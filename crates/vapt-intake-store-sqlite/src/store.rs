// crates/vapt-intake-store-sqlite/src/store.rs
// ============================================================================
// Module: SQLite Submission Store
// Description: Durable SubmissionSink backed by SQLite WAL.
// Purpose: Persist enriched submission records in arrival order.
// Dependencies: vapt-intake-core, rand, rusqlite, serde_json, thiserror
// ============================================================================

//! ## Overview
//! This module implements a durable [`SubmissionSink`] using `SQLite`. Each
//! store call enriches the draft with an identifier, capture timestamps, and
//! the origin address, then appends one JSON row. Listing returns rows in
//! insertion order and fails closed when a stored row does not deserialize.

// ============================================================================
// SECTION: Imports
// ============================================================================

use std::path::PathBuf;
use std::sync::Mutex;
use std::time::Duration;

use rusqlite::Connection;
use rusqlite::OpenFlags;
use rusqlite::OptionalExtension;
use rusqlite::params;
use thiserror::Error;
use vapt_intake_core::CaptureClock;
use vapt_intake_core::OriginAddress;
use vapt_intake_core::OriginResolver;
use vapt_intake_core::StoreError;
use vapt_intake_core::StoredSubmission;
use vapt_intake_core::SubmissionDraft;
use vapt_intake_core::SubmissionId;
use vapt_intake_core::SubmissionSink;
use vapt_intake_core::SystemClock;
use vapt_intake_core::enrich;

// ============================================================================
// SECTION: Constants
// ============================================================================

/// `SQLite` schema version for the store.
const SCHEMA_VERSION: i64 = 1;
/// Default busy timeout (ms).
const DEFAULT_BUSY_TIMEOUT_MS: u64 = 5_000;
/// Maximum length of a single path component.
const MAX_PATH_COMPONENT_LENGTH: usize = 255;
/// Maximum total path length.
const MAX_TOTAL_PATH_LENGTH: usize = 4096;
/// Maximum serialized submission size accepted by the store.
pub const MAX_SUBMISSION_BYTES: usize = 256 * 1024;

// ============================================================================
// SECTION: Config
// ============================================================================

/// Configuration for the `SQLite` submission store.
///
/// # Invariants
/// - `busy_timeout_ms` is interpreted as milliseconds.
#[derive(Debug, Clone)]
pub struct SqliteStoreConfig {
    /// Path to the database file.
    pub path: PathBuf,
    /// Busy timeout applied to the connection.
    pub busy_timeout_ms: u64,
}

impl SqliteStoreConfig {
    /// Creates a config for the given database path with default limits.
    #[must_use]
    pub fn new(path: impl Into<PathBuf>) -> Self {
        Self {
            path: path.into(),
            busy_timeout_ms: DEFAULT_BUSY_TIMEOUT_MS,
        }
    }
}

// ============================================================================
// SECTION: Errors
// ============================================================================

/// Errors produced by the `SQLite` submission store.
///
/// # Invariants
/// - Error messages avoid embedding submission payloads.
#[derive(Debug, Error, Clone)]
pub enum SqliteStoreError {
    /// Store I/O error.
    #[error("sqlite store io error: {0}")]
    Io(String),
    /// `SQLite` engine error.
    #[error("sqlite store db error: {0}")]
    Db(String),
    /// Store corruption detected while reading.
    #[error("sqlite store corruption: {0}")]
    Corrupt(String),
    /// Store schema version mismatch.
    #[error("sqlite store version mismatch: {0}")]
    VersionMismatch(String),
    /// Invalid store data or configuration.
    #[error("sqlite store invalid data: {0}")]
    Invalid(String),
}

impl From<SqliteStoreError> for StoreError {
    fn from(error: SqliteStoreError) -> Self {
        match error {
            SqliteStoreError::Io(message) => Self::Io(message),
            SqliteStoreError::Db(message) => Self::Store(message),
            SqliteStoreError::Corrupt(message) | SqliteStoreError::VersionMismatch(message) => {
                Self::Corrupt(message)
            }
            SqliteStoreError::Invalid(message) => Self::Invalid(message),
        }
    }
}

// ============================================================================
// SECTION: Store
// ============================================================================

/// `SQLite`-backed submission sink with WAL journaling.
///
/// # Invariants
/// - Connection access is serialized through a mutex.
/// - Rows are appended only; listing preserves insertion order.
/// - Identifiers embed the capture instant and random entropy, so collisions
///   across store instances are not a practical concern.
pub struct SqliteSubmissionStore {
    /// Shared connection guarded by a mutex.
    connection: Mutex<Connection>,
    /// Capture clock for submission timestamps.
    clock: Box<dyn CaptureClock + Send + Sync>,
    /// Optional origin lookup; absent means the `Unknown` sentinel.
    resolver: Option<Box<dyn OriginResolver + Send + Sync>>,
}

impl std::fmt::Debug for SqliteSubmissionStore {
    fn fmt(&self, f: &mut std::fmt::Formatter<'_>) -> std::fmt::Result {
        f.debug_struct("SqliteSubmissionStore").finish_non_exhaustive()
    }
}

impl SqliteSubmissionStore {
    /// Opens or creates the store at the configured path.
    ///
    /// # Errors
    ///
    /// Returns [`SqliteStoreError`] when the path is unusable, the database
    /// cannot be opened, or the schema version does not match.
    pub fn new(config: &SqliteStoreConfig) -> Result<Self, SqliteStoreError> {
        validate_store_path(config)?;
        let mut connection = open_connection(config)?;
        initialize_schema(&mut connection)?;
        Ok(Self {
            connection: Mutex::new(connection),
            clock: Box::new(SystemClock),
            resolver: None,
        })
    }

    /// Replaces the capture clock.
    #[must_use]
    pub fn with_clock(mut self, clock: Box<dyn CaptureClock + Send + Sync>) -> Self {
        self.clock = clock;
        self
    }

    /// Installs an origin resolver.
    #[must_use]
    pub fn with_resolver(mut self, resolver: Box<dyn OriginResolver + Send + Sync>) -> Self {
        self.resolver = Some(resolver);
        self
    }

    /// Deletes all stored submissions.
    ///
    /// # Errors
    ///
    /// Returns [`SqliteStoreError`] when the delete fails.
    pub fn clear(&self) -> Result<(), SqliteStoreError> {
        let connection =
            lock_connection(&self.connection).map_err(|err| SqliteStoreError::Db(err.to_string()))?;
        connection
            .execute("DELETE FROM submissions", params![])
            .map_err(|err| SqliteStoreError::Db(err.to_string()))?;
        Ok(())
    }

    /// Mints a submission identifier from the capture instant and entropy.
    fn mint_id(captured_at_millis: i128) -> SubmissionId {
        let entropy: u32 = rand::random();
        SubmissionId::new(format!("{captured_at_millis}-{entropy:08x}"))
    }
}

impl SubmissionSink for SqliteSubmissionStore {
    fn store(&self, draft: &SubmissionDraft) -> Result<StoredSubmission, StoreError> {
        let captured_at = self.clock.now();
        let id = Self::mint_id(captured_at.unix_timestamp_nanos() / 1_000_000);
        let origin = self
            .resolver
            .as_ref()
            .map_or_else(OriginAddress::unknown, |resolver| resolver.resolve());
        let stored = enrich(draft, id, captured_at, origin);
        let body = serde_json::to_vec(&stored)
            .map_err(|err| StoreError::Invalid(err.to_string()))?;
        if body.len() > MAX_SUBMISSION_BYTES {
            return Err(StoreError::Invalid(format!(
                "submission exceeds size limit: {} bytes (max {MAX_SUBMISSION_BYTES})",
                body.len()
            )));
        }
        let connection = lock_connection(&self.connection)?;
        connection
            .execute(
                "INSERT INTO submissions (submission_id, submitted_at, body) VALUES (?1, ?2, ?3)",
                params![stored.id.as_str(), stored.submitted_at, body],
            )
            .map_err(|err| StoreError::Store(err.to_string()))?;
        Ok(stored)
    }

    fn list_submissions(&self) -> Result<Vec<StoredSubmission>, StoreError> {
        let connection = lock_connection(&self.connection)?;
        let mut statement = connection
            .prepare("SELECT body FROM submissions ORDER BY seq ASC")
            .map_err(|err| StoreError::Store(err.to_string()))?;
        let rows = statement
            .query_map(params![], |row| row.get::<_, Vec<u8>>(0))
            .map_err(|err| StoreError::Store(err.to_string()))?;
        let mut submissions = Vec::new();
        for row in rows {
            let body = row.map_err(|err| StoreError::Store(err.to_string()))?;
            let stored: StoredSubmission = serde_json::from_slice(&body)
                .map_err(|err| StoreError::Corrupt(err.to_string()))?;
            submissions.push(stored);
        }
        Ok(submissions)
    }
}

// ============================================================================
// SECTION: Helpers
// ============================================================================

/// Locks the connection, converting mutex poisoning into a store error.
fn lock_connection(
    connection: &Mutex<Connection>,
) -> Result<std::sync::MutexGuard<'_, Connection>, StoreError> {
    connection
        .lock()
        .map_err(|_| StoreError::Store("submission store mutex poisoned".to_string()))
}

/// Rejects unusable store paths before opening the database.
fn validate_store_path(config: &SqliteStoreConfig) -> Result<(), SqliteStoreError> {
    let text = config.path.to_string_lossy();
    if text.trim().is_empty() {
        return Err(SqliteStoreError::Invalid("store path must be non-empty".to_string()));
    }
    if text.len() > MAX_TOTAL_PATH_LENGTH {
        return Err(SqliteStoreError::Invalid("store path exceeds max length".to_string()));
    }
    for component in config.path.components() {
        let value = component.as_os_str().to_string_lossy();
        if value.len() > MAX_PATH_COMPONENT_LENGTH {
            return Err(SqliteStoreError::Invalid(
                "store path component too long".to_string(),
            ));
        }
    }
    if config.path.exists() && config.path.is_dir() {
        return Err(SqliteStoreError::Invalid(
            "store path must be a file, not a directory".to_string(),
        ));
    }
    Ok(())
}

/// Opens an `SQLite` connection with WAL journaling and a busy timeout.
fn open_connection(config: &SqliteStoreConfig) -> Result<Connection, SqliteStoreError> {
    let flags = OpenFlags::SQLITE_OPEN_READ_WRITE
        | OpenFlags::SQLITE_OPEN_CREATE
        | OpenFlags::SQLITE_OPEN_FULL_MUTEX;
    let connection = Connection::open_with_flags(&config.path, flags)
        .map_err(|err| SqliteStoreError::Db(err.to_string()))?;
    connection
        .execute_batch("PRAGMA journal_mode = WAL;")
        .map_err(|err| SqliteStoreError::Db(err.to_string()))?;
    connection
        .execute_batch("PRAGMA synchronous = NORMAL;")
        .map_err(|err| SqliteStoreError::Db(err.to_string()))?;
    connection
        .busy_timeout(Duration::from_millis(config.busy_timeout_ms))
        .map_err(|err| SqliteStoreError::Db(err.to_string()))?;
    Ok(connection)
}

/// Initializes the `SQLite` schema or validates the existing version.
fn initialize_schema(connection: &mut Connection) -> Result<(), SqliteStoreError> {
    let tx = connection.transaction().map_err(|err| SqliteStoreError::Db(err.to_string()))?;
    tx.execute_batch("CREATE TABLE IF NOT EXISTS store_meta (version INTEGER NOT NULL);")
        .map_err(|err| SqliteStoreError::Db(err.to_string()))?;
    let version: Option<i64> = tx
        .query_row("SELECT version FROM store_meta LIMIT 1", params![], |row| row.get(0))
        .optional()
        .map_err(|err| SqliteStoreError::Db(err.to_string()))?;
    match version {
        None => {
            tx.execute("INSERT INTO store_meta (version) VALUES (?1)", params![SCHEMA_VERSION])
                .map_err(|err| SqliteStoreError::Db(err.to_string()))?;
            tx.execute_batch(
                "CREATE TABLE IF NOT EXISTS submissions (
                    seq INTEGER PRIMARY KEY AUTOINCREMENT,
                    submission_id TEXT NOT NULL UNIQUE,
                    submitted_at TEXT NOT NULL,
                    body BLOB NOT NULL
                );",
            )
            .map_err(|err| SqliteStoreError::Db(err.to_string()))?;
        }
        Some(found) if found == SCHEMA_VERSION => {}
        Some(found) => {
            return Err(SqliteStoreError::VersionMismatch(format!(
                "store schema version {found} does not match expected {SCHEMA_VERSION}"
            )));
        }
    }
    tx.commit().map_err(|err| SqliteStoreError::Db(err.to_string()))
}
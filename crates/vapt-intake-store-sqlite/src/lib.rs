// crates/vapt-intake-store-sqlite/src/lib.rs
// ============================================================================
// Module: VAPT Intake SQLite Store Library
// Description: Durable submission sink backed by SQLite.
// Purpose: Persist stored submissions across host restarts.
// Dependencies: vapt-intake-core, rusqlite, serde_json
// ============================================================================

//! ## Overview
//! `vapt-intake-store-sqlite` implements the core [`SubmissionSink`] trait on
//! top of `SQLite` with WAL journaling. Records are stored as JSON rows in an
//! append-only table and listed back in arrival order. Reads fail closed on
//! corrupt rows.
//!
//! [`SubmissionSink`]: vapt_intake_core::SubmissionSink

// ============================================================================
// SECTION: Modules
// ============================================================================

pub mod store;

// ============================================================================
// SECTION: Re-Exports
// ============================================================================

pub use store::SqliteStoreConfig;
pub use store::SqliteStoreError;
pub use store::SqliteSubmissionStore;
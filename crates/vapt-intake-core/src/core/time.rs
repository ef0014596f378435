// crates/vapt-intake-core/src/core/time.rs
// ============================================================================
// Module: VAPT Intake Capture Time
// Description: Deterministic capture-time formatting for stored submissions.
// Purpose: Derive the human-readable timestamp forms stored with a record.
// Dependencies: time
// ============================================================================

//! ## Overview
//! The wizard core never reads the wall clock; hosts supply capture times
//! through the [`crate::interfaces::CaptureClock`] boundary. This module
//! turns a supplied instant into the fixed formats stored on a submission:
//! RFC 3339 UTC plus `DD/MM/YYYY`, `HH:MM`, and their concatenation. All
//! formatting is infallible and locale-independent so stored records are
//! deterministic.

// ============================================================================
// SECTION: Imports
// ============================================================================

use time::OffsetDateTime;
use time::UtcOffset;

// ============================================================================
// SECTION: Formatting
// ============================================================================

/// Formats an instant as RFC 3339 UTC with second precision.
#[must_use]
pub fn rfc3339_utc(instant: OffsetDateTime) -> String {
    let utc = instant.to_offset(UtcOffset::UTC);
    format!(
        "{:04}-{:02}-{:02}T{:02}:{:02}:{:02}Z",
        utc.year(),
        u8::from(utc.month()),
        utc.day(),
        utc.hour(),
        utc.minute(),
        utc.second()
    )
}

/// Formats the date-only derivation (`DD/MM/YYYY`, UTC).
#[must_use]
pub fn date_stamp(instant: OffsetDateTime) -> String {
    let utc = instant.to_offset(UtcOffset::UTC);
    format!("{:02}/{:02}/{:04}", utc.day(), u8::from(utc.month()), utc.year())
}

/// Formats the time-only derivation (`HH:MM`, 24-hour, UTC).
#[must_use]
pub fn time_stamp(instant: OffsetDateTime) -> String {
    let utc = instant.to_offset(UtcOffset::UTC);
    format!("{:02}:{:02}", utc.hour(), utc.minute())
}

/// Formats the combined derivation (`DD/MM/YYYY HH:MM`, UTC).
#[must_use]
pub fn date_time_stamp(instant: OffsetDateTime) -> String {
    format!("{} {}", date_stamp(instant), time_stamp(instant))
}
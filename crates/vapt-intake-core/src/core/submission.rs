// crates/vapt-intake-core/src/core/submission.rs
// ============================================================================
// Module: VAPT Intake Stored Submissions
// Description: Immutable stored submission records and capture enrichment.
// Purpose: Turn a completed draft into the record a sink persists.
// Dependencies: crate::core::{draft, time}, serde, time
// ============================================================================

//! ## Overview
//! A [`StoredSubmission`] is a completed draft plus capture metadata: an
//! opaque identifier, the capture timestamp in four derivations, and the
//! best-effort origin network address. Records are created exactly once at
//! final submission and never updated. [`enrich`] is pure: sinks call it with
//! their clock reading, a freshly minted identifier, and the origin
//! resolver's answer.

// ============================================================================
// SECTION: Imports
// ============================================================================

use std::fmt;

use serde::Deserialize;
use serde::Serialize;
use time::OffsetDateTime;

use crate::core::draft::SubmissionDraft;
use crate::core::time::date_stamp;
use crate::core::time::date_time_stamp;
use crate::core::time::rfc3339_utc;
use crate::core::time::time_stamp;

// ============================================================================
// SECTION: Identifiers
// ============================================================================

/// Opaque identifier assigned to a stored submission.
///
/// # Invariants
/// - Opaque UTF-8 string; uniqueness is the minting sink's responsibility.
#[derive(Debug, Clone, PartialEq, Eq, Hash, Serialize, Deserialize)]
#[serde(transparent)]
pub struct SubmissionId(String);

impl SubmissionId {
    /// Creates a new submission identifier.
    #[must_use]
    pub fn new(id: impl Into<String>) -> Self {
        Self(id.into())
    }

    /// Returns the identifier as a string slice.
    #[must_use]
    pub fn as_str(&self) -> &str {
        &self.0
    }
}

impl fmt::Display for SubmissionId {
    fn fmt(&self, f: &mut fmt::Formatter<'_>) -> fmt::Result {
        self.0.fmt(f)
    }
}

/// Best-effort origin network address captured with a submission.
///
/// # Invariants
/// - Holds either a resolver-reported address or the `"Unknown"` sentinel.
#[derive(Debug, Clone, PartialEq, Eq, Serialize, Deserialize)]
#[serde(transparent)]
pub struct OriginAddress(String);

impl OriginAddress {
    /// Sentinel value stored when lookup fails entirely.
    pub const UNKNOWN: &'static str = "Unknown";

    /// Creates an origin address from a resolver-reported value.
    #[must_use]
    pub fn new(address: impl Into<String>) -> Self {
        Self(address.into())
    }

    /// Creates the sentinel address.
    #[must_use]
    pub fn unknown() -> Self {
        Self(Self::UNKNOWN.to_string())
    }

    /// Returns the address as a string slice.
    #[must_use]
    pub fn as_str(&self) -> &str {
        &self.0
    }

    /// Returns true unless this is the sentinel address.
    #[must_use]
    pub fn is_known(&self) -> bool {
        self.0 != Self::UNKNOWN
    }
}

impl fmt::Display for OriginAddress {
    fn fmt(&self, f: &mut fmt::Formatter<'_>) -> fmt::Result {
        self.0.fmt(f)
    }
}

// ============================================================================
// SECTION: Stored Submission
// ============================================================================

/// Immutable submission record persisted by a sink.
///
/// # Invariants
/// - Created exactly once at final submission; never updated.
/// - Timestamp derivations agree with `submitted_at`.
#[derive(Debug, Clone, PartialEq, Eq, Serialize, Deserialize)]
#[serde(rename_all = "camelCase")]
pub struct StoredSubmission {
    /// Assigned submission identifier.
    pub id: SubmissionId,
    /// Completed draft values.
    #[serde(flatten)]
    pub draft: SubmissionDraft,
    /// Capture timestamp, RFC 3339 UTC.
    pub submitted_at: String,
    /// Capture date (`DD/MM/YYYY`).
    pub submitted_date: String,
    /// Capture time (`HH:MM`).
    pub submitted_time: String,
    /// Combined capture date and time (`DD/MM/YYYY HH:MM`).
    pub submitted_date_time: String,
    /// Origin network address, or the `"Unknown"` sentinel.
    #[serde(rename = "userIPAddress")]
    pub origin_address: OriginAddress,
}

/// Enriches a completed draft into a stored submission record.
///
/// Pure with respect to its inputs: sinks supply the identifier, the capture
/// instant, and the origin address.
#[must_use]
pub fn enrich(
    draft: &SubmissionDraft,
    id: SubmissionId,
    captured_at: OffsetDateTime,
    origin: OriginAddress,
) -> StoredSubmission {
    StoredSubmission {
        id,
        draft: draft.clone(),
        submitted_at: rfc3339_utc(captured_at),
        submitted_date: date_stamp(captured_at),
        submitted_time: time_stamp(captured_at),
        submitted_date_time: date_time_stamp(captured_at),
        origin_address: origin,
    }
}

## ABOUT THIS EXERCISE:
The result should be every line that contains "their", copied from the entries.

## ANSWER:
//! RFC 3339 UTC plus `DD/MM/YYYY`, `HH:MM`, and their concatenation. All
//! their clock reading, a freshly minted identifier, and the origin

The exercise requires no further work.